Dale’s main concern is with tax evasion. He supports the VAT because the VAT requires a constant feedback loop. At every stage of production the VAT is levied, and such it makes it very easy for the enforcement body to watch for holes in the process. You find a hole, and it’s likely someone is not paying their taxes.
And the last caveat (I promise!), I will not addressed in depth his concern that the rate is the main evasion concern is the rate. I think that fighting tax evasion is a function of the enforcement mechanism and the penalties for being caught. As the rate goes up, the other two must increase as well, but if a suitable enforcement/penalty scheme is put together, the rate can be collected.

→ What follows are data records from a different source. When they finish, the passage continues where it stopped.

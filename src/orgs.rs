//! Organization endpoints.

use reqwest::Method;
use serde::{Deserialize, Serialize};

use crate::client::Client;
use crate::error::ClientError;
use crate::options::ListOptions;
use crate::people::{PlanSettings, User};
use crate::router::Route;
use crate::spec::OrgSpec;

/// An organization. Organizations are accounts, so they carry user fields.
#[derive(Debug, Clone, Default, PartialEq, Eq, Serialize, Deserialize)]
pub struct Org {
    #[serde(flatten)]
    pub user: User,
}

impl Org {
    pub fn spec(&self) -> OrgSpec {
        OrgSpec {
            org: self.user.login.clone(),
            uid: self.user.uid,
        }
    }
}

#[derive(Debug, Clone, Default, PartialEq, Eq, Serialize, Deserialize)]
pub struct OrgSettings {
    #[serde(flatten)]
    pub plan: PlanSettings,
}

#[derive(Debug, Clone, Default, PartialEq, Eq, Serialize)]
pub struct OrgListMembersOptions {
    #[serde(flatten)]
    pub list: ListOptions,
}

pub trait OrgsService {
    fn get(&self, org: &OrgSpec) -> Result<Org, ClientError>;

    fn list_members(
        &self,
        org: &OrgSpec,
        opt: Option<&OrgListMembersOptions>,
    ) -> Result<Vec<User>, ClientError>;

    fn get_settings(&self, org: &OrgSpec) -> Result<OrgSettings, ClientError>;

    fn update_settings(&self, org: &OrgSpec, settings: &OrgSettings) -> Result<(), ClientError>;
}

/// [`OrgsService`] over HTTP.
#[derive(Debug, Clone, Copy)]
pub struct OrgsClient<'a> {
    client: &'a Client,
}

impl<'a> OrgsClient<'a> {
    pub(crate) fn new(client: &'a Client) -> Self {
        Self { client }
    }
}

impl OrgsService for OrgsClient<'_> {
    fn get(&self, org: &OrgSpec) -> Result<Org, ClientError> {
        self.client.get(Route::Org, &org.route_vars()?, None::<&()>)
    }

    fn list_members(
        &self,
        org: &OrgSpec,
        opt: Option<&OrgListMembersOptions>,
    ) -> Result<Vec<User>, ClientError> {
        self.client.get(Route::OrgMembers, &org.route_vars()?, opt)
    }

    fn get_settings(&self, org: &OrgSpec) -> Result<OrgSettings, ClientError> {
        self.client
            .get(Route::OrgSettings, &org.route_vars()?, None::<&()>)
    }

    fn update_settings(&self, org: &OrgSpec, settings: &OrgSettings) -> Result<(), ClientError> {
        let url = self
            .client
            .url(Route::OrgSettingsUpdate, &org.route_vars()?, None::<&()>)?;
        self.client.send_empty(Method::PUT, url, Some(settings))
    }
}
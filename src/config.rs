//! Client configuration.

use std::time::Duration;

use reqwest::Url;

use crate::error::ClientError;

/// Default API endpoint.
pub const DEFAULT_BASE_URL: &str = "http://localhost:3080/api/";

/// Default timeout for HTTP requests (10 seconds).
pub const HTTP_TIMEOUT: Duration = Duration::from_secs(10);

/// Environment variable holding the API base URL.
pub const ENV_URL: &str = "CODEGRAPH_URL";

/// Environment variable holding the access token.
pub const ENV_TOKEN: &str = "CODEGRAPH_TOKEN";

/// Connection settings for [`Client`](crate::Client).
#[derive(Debug, Clone)]
pub struct ClientConfig {
    /// API root. Route paths are appended to it.
    pub base_url: Url,
    /// Opaque access token sent as a bearer `Authorization` header.
    pub token: Option<String>,
    pub user_agent: String,
    pub timeout: Duration,
}

impl Default for ClientConfig {
    fn default() -> Self {
        Self {
            base_url: Url::parse(DEFAULT_BASE_URL).expect("default base URL is valid"),
            token: None,
            user_agent: concat!(env!("CARGO_PKG_NAME"), "/", env!("CARGO_PKG_VERSION")).to_string(),
            timeout: HTTP_TIMEOUT,
        }
    }
}

impl ClientConfig {
    /// Create a config for the API at `base_url`.
    ///
    /// # Errors
    ///
    /// Returns `ClientError::Config` if `base_url` is not an absolute
    /// http(s) URL.
    pub fn new(base_url: &str) -> Result<Self, ClientError> {
        Ok(Self {
            base_url: parse_base_url(base_url)?,
            ..Self::default()
        })
    }

    /// Read `CODEGRAPH_URL` and `CODEGRAPH_TOKEN`, falling back to defaults
    /// for whatever is unset.
    pub fn from_env() -> Result<Self, ClientError> {
        let mut config = match std::env::var(ENV_URL) {
            Ok(url) if !url.is_empty() => Self::new(&url)?,
            _ => Self::default(),
        };
        config.token = std::env::var(ENV_TOKEN).ok().filter(|t| !t.is_empty());
        Ok(config)
    }

    #[must_use]
    pub fn token(mut self, token: impl Into<String>) -> Self {
        self.token = Some(token.into());
        self
    }

    #[must_use]
    pub fn timeout(mut self, timeout: Duration) -> Self {
        self.timeout = timeout;
        self
    }

    #[must_use]
    pub fn user_agent(mut self, user_agent: impl Into<String>) -> Self {
        self.user_agent = user_agent.into();
        self
    }
}

/// Parse an API base URL, making sure its path ends with `/`.
fn parse_base_url(raw: &str) -> Result<Url, ClientError> {
    let mut url = Url::parse(raw).map_err(|e| ClientError::Config {
        message: format!("invalid base URL '{raw}': {e}"),
    })?;
    if !matches!(url.scheme(), "http" | "https") {
        return Err(ClientError::Config {
            message: format!("base URL '{raw}' must use http or https"),
        });
    }
    if !url.path().ends_with('/') {
        let path = format!("{}/", url.path());
        url.set_path(&path);
    }
    Ok(url)
}
//! Blocking HTTP client for the API.
//!
//! Requests and responses are JSON. Failed requests come back as
//! [`ClientError`] exactly as the server or transport reported them; nothing
//! is retried.

use reqwest::blocking::{RequestBuilder, Response};
use reqwest::header::{HeaderMap, HeaderValue, ACCEPT};
use reqwest::{Method, Url};
use serde::de::DeserializeOwned;
use serde::Serialize;

use crate::config::ClientConfig;
use crate::defs::DefsClient;
use crate::error::ClientError;
use crate::orgs::OrgsClient;
use crate::people::PeopleClient;
use crate::repo_status::RepoStatusClient;
use crate::repos::RepositoriesClient;
use crate::router::{Route, RouteVars, Router};

/// API client. Service handles borrow it: `client.people().get(..)`.
#[derive(Debug, Clone)]
pub struct Client {
    http: reqwest::blocking::Client,
    router: Router,
    token: Option<String>,
}

impl Client {
    /// Build a client from `config`.
    ///
    /// # Errors
    ///
    /// Returns `ClientError::Network` if the underlying HTTP client cannot be
    /// constructed (e.g. TLS backend initialisation fails).
    pub fn new(config: ClientConfig) -> Result<Self, ClientError> {
        let mut headers = HeaderMap::new();
        headers.insert(ACCEPT, HeaderValue::from_static("application/json"));

        let http = reqwest::blocking::Client::builder()
            .timeout(config.timeout)
            .user_agent(config.user_agent)
            .default_headers(headers)
            .build()
            .map_err(|source| ClientError::Network {
                url: config.base_url.to_string(),
                source,
            })?;

        Ok(Self {
            http,
            router: Router::new(config.base_url),
            token: config.token,
        })
    }

    /// Build a client from `CODEGRAPH_URL` / `CODEGRAPH_TOKEN`.
    pub fn from_env() -> Result<Self, ClientError> {
        Self::new(ClientConfig::from_env()?)
    }

    pub fn router(&self) -> &Router {
        &self.router
    }

    pub fn people(&self) -> PeopleClient<'_> {
        PeopleClient::new(self)
    }

    pub fn repos(&self) -> RepositoriesClient<'_> {
        RepositoriesClient::new(self)
    }

    pub fn defs(&self) -> DefsClient<'_> {
        DefsClient::new(self)
    }

    pub fn orgs(&self) -> OrgsClient<'_> {
        OrgsClient::new(self)
    }

    pub fn repo_status(&self) -> RepoStatusClient<'_> {
        RepoStatusClient::new(self)
    }

    /// Build the URL for `route` with `opts` as its query string.
    pub fn url<O>(
        &self,
        route: Route,
        route_vars: &RouteVars,
        opts: Option<&O>,
    ) -> Result<Url, ClientError>
    where
        O: Serialize + ?Sized,
    {
        self.router.url(route, route_vars, opts)
    }

    /// Send a request and decode the JSON response body into `T`.
    pub fn send<T, B>(&self, method: Method, url: Url, body: Option<&B>) -> Result<T, ClientError>
    where
        T: DeserializeOwned,
        B: Serialize + ?Sized,
    {
        let response = self.execute(method, &url, body)?;
        let bytes = response.bytes().map_err(|source| ClientError::Network {
            url: url.to_string(),
            source,
        })?;
        serde_json::from_slice(&bytes).map_err(|source| ClientError::InvalidJson {
            url: url.to_string(),
            source,
        })
    }

    /// Send a request whose response body carries nothing of interest.
    pub fn send_empty<B>(&self, method: Method, url: Url, body: Option<&B>) -> Result<(), ClientError>
    where
        B: Serialize + ?Sized,
    {
        self.execute(method, &url, body).map(drop)
    }

    /// Resolve `route`, GET it and decode the response.
    pub(crate) fn get<T, O>(
        &self,
        route: Route,
        route_vars: &RouteVars,
        opts: Option<&O>,
    ) -> Result<T, ClientError>
    where
        T: DeserializeOwned,
        O: Serialize + ?Sized,
    {
        let url = self.url(route, route_vars, opts)?;
        self.send(Method::GET, url, None::<&()>)
    }

    fn execute<B>(&self, method: Method, url: &Url, body: Option<&B>) -> Result<Response, ClientError>
    where
        B: Serialize + ?Sized,
    {
        tracing::debug!(%method, %url, "sending request");

        let mut request: RequestBuilder = self.http.request(method.clone(), url.clone());
        if let Some(token) = &self.token {
            request = request.bearer_auth(token);
        }
        if let Some(body) = body {
            request = request.json(body);
        }

        let response = request.send().map_err(|source| {
            tracing::warn!(%method, %url, error = %source, "request failed");
            ClientError::Network {
                url: url.to_string(),
                source,
            }
        })?;

        let status = response.status();
        tracing::debug!(%method, %url, status = status.as_u16(), "received response");
        if status.is_success() {
            return Ok(response);
        }

        // The server explains failures in the body; keep it for the caller.
        let message = response
            .text()
            .ok()
            .map(|text| text.trim().to_string())
            .filter(|text| !text.is_empty())
            .unwrap_or_else(|| status.canonical_reason().unwrap_or("").to_string());
        tracing::debug!(%method, %url, status = status.as_u16(), %message, "request rejected");
        Err(ClientError::Status {
            url: url.to_string(),
            status: status.as_u16(),
            message,
        })
    }
}
//! Commit statuses reported by external services (builds, reviews, ...).

use reqwest::Method;
use serde::{Deserialize, Serialize};

use crate::client::Client;
use crate::error::ClientError;
use crate::router::Route;
use crate::spec::RepoRevSpec;

/// The status of a single context at a commit.
#[derive(Debug, Clone, Default, PartialEq, Eq, Serialize, Deserialize)]
#[serde(rename_all = "PascalCase")]
pub struct RepoStatus {
    /// `pending`, `success`, `error` or `failure`.
    pub state: String,
    #[serde(rename = "TargetURL", default, skip_serializing_if = "String::is_empty")]
    pub target_url: String,
    #[serde(default, skip_serializing_if = "String::is_empty")]
    pub description: String,
    /// Label distinguishing this status from others at the same commit.
    #[serde(default, skip_serializing_if = "String::is_empty")]
    pub context: String,
    #[serde(default, skip_serializing_if = "String::is_empty")]
    pub created_at: String,
    #[serde(default, skip_serializing_if = "String::is_empty")]
    pub updated_at: String,
}

/// All statuses at a commit, with the overall state.
#[derive(Debug, Clone, Default, PartialEq, Eq, Serialize, Deserialize)]
#[serde(rename_all = "PascalCase")]
pub struct CombinedStatus {
    #[serde(default)]
    pub state: String,
    #[serde(rename = "CommitID", default)]
    pub commit_id: String,
    #[serde(default)]
    pub statuses: Vec<RepoStatus>,
}

pub trait RepoStatusService {
    /// Record a status at the revision.
    fn create(&self, rev: &RepoRevSpec, status: &RepoStatus) -> Result<RepoStatus, ClientError>;

    fn get_combined(&self, rev: &RepoRevSpec) -> Result<CombinedStatus, ClientError>;
}

/// [`RepoStatusService`] over HTTP.
#[derive(Debug, Clone, Copy)]
pub struct RepoStatusClient<'a> {
    client: &'a Client,
}

impl<'a> RepoStatusClient<'a> {
    pub(crate) fn new(client: &'a Client) -> Self {
        Self { client }
    }
}

impl RepoStatusService for RepoStatusClient<'_> {
    fn create(&self, rev: &RepoRevSpec, status: &RepoStatus) -> Result<RepoStatus, ClientError> {
        let url = self
            .client
            .url(Route::RepoStatusCreate, &rev.route_vars()?, None::<&()>)?;
        self.client.send(Method::POST, url, Some(status))
    }

    fn get_combined(&self, rev: &RepoRevSpec) -> Result<CombinedStatus, ClientError> {
        self.client
            .get(Route::RepoCombinedStatus, &rev.route_vars()?, None::<&()>)
    }
}
//! Query options shared by list endpoints.
//!
//! Option structs are plain `Serialize` types turned into query strings by
//! `serde_urlencoded`. Keys use the API's PascalCase names and fields holding
//! their default value are skipped.

use serde::{Serialize, Serializer};

/// Page size used by the server when `per_page` is unset.
pub const DEFAULT_PER_PAGE: u32 = 10;

/// Pagination parameters, passed through to the server as-is.
#[derive(Debug, Clone, Copy, Default, PartialEq, Eq, Serialize)]
#[serde(rename_all = "PascalCase")]
pub struct ListOptions {
    #[serde(skip_serializing_if = "is_zero")]
    pub per_page: u32,
    #[serde(skip_serializing_if = "is_zero")]
    pub page: u32,
}

impl ListOptions {
    pub fn new(page: u32, per_page: u32) -> Self {
        Self { per_page, page }
    }

    pub fn per_page_or_default(&self) -> u32 {
        if self.per_page == 0 {
            DEFAULT_PER_PAGE
        } else {
            self.per_page
        }
    }

    /// Page numbers start at 1.
    pub fn page_or_default(&self) -> u32 {
        self.page.max(1)
    }

    pub fn limit(&self) -> u32 {
        self.per_page_or_default()
    }

    /// Number of items before the requested page.
    pub fn offset(&self) -> u64 {
        u64::from(self.page_or_default() - 1) * u64::from(self.per_page_or_default())
    }
}

/// Serializes a list as a single comma-separated value (`Kinds=a,b`).
pub(crate) fn comma_separated<S>(values: &[String], serializer: S) -> Result<S::Ok, S::Error>
where
    S: Serializer,
{
    serializer.serialize_str(&values.join(","))
}

pub(crate) fn is_false(b: &bool) -> bool {
    !*b
}

pub(crate) fn is_zero(n: &u32) -> bool {
    *n == 0
}

#[cfg(test)]
mod tests {
    use super::*;

    #[derive(Serialize, Default)]
    #[serde(rename_all = "PascalCase")]
    struct Opts {
        #[serde(skip_serializing_if = "String::is_empty")]
        name: String,
        #[serde(skip_serializing_if = "Vec::is_empty", serialize_with = "comma_separated")]
        kinds: Vec<String>,
        #[serde(skip_serializing_if = "is_false")]
        exported: bool,
        #[serde(flatten)]
        list: ListOptions,
    }

    #[test]
    fn default_options_encode_empty() {
        assert_eq!(serde_urlencoded::to_string(Opts::default()).unwrap(), "");
    }

    #[test]
    fn options_encode_pascal_case_and_commas() {
        let opts = Opts {
            name: "x".into(),
            kinds: vec!["func".into(), "type".into()],
            exported: true,
            list: ListOptions::new(2, 1),
        };
        assert_eq!(
            serde_urlencoded::to_string(&opts).unwrap(),
            "Name=x&Kinds=func%2Ctype&Exported=true&PerPage=1&Page=2"
        );
    }

    #[test]
    fn list_options_defaults() {
        let opts = ListOptions::default();
        assert_eq!(opts.per_page_or_default(), DEFAULT_PER_PAGE);
        assert_eq!(opts.page_or_default(), 1);
        assert_eq!(opts.offset(), 0);

        let opts = ListOptions::new(3, 20);
        assert_eq!(opts.limit(), 20);
        assert_eq!(opts.offset(), 40);
    }
}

As you can see, the VAT allows the IRS to track the VAT very closely, because, at every stage of production, they are getting both a payment from the seller and the buyer, giving them two sources to find the same VAT payment. Also, at every intermediate stage, it’s in everyone’s interest to pay their VAT, because their customers are certainly going to deduct the VAT they’ve paid from their own VAT payments. So, if the IRS starts getting a lot of VAT deductions and no matching payments, they’ll not only know that something smells fishy, they’ll also have a pretty good idea where the smell is coming from. The enforcement strength of the VAT, and the incentive to avoid evasion, is that your tax payments are always reported by the third party.
Conversely, a NST is only levied once, at the point of final purchase. That means that nobody has to keep any tax records at all except the final seller. This provides a bit of perverse incentive. A retailer can simply fail to report all sales, and keep the sales tax for himself. Buyers can present a fraudulent sales tax exemption, or use their valid tax exemption for intermediate goods to buy capital goods or even personal items for which they should pay the tax. Both buyers and sellers, in other words, have an incentive to avoid paying sales taxes, and both have an incentive to report less-than-actual transaction costs. A tax system that provides a built-in incentive to tax evasion, along with increased difficulty in enforcement probably isn’t workable in the real world. The only reason it works in the states–and, by the way, often not even there, since states are constantly prosecuting sales tax evaders–is that state sales taxes are almost universally below 10%.
Allow me to act like Boortz for a moment. Boortz has the annoying habit, anytime someone brings up some false statement about the plan, wildly exclaiming “Sir, you don’t understand the plan.” I hate it, because it sounds so much like what a snake oil salesman would say. But I’ve got to do it:
Dale, you don’t understand the plan.
First, let me explain the two main evasion methods that I can see. The first is sellers of goods and services just simply not reporting their sales, and thus not paying their taxes. The second is buyers who have “business exemptions” going into a store, flashing their “exemption certificate”, and thus not being charged the tax.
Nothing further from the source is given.